PROMPT: Search the material for "AcqRel" and show all lines that contain it.

DATASET:

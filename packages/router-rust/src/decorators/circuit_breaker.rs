//! Per-key circuit breaker.
//!
//! Each trial key gets its own breaker. A key that fails `failure_threshold`
//! times in a row opens its circuit; while open, attempts against it are
//! rejected with `RoutingError::CircuitOpen` without reaching the
//! implementation, which lets the fallback policy move on to another key. Once
//! `reset_timeout` has elapsed a single probe is let through: success closes
//! the circuit, failure re-opens it.

use std::sync::atomic::{AtomicBool, AtomicU32, AtomicU64, AtomicU8, Ordering};
use std::sync::Arc;
use std::time::Duration;

use async_trait::async_trait;
use dashmap::DashMap;
use switchyard_core::{InvocationFailure, RoutingError};
use tokio::time::Instant;

use crate::config::{CircuitBreakerConfig, ServiceContext};
use crate::pipeline::{Decorator, DecoratorFactory, Invocation, InvocationResult, Next};

const CLOSED: u8 = 0;
const OPEN: u8 = 1;
const HALF_OPEN: u8 = 2;

/// Observable state of one key's breaker.
#[derive(Debug, Clone, Copy, PartialEq, Eq)]
pub enum CircuitState {
    Closed,
    Open,
    HalfOpen,
}

// ---------------------------------------------------------------------------
// CircuitBreakerFactory
// ---------------------------------------------------------------------------

/// Registers a [`CircuitBreakerDecorator`].
///
/// Without explicit settings the router's `circuit_breaker` config applies.
#[derive(Debug, Clone, Default)]
pub struct CircuitBreakerFactory {
    config: Option<CircuitBreakerConfig>,
}

impl CircuitBreakerFactory {
    #[must_use]
    pub fn new(config: CircuitBreakerConfig) -> Self {
        Self { config: Some(config) }
    }
}

impl DecoratorFactory for CircuitBreakerFactory {
    fn create(&self, ctx: &ServiceContext) -> Arc<dyn Decorator> {
        let config = self
            .config
            .clone()
            .unwrap_or_else(|| ctx.config.circuit_breaker.clone());
        Arc::new(CircuitBreakerDecorator::new(config))
    }
}

// ---------------------------------------------------------------------------
// Breaker state
// ---------------------------------------------------------------------------

#[derive(Debug, Default)]
struct Breaker {
    state: AtomicU8,
    consecutive_failures: AtomicU32,
    /// Milliseconds since the decorator's origin at which the circuit last opened.
    opened_at_ms: AtomicU64,
    probe_in_flight: AtomicBool,
}

#[derive(Debug, Clone, Copy, PartialEq, Eq)]
enum Admission {
    Normal,
    Probe,
}

impl Breaker {
    fn state(&self) -> CircuitState {
        match self.state.load(Ordering::Acquire) {
            OPEN => CircuitState::Open,
            HALF_OPEN => CircuitState::HalfOpen,
            _ => CircuitState::Closed,
        }
    }

    fn admit(&self, now_ms: u64, reset_ms: u64) -> Option<Admission> {
        match self.state.load(Ordering::Acquire) {
            CLOSED => Some(Admission::Normal),
            OPEN => {
                if now_ms.saturating_sub(self.opened_at_ms.load(Ordering::Acquire)) < reset_ms {
                    return None;
                }
                // Losing this race means another call already moved the breaker on.
                let _ = self
                    .state
                    .compare_exchange(OPEN, HALF_OPEN, Ordering::AcqRel, Ordering::Acquire);
                self.try_probe()
            }
            _ => self.try_probe(),
        }
    }

    fn try_probe(&self) -> Option<Admission> {
        if self.state.load(Ordering::Acquire) != HALF_OPEN {
            return None;
        }
        self.probe_in_flight
            .compare_exchange(false, true, Ordering::AcqRel, Ordering::Acquire)
            .ok()
            .map(|_| Admission::Probe)
    }

    fn on_success(&self, admission: Admission) {
        self.consecutive_failures.store(0, Ordering::Release);
        self.state.store(CLOSED, Ordering::Release);
        if admission == Admission::Probe {
            self.probe_in_flight.store(false, Ordering::Release);
        }
    }

    fn on_failure(&self, admission: Admission, now_ms: u64, threshold: u32) -> bool {
        match admission {
            Admission::Probe => {
                self.open(now_ms);
                self.probe_in_flight.store(false, Ordering::Release);
                true
            }
            Admission::Normal => {
                let failures = self.consecutive_failures.fetch_add(1, Ordering::AcqRel) + 1;
                if failures >= threshold && self.state.load(Ordering::Acquire) == CLOSED {
                    self.open(now_ms);
                    return true;
                }
                false
            }
        }
    }

    fn on_ignored(&self, admission: Admission) {
        if admission == Admission::Probe {
            self.probe_in_flight.store(false, Ordering::Release);
        }
    }

    fn open(&self, now_ms: u64) {
        self.opened_at_ms.store(now_ms, Ordering::Release);
        self.consecutive_failures.store(0, Ordering::Release);
        self.state.store(OPEN, Ordering::Release);
    }
}

/// An admitted attempt whose outcome has not been recorded yet.
///
/// Dropping it unsettled, as happens when an outer deadline or the caller
/// abandons the attempt, counts as ignored so a probe slot is never leaked.
struct AdmissionGuard {
    breaker: Arc<Breaker>,
    admission: Admission,
    settled: bool,
}

impl AdmissionGuard {
    fn new(breaker: Arc<Breaker>, admission: Admission) -> Self {
        Self {
            breaker,
            admission,
            settled: false,
        }
    }

    fn success(mut self) {
        self.settled = true;
        self.breaker.on_success(self.admission);
    }

    fn failure(mut self, now_ms: u64, threshold: u32) -> bool {
        self.settled = true;
        self.breaker.on_failure(self.admission, now_ms, threshold)
    }

    fn ignored(mut self) {
        self.settled = true;
        self.breaker.on_ignored(self.admission);
    }
}

impl Drop for AdmissionGuard {
    fn drop(&mut self) {
        if !self.settled {
            self.breaker.on_ignored(self.admission);
        }
    }
}

// ---------------------------------------------------------------------------
// CircuitBreakerDecorator
// ---------------------------------------------------------------------------

/// Rejects attempts against keys whose circuit is open.
///
/// Cancelled attempts are neither successes nor failures.
#[derive(Debug)]
pub struct CircuitBreakerDecorator {
    config: CircuitBreakerConfig,
    origin: Instant,
    breakers: DashMap<String, Arc<Breaker>>,
}

impl CircuitBreakerDecorator {
    #[must_use]
    pub fn new(config: CircuitBreakerConfig) -> Self {
        Self {
            config,
            origin: Instant::now(),
            breakers: DashMap::new(),
        }
    }

    /// Current state for `key`; keys never seen are closed.
    #[must_use]
    pub fn state(&self, key: &str) -> CircuitState {
        self.breakers
            .get(key)
            .map_or(CircuitState::Closed, |breaker| breaker.state())
    }

    fn breaker(&self, key: &str) -> Arc<Breaker> {
        if let Some(existing) = self.breakers.get(key) {
            return existing.clone();
        }
        self.breakers.entry(key.to_string()).or_default().clone()
    }

    #[allow(clippy::cast_possible_truncation)]
    fn now_ms(&self) -> u64 {
        self.origin.elapsed().as_millis() as u64
    }

    fn reset_ms(&self) -> u64 {
        duration_ms(self.config.reset_timeout)
    }
}

#[allow(clippy::cast_possible_truncation)]
fn duration_ms(duration: Duration) -> u64 {
    duration.as_millis() as u64
}

#[async_trait]
impl Decorator for CircuitBreakerDecorator {
    async fn invoke(&self, invocation: Invocation, next: Next) -> InvocationResult {
        let ctx = invocation.context();
        let key = ctx.attempt_key.clone();
        let service_type = ctx.service_type.to_string();
        let breaker = self.breaker(&key);

        let Some(admission) = breaker.admit(self.now_ms(), self.reset_ms()) else {
            tracing::debug!(service = %service_type, key = %key, "circuit open, attempt rejected");
            return Err(RoutingError::CircuitOpen { service_type, key }.into());
        };

        let admitted = AdmissionGuard::new(breaker, admission);
        let result = next.run(invocation).await;
        match &result {
            Ok(_) => admitted.success(),
            Err(InvocationFailure::Routing(RoutingError::Cancelled)) => admitted.ignored(),
            Err(_) => {
                if admitted.failure(self.now_ms(), self.config.failure_threshold) {
                    tracing::warn!(
                        service = %service_type,
                        key = %key,
                        reset_timeout_ms = self.reset_ms(),
                        "circuit opened"
                    );
                }
            }
        }
        result
    }
}

// ---------------------------------------------------------------------------
// Tests
// ---------------------------------------------------------------------------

RESULT OF THE EXERCISE:
                    .compare_exchange(OPEN, HALF_OPEN, Ordering::AcqRel, Ordering::Acquire);
            .compare_exchange(false, true, Ordering::AcqRel, Ordering::Acquire)
                let failures = self.consecutive_failures.fetch_add(1, Ordering::AcqRel) + 1;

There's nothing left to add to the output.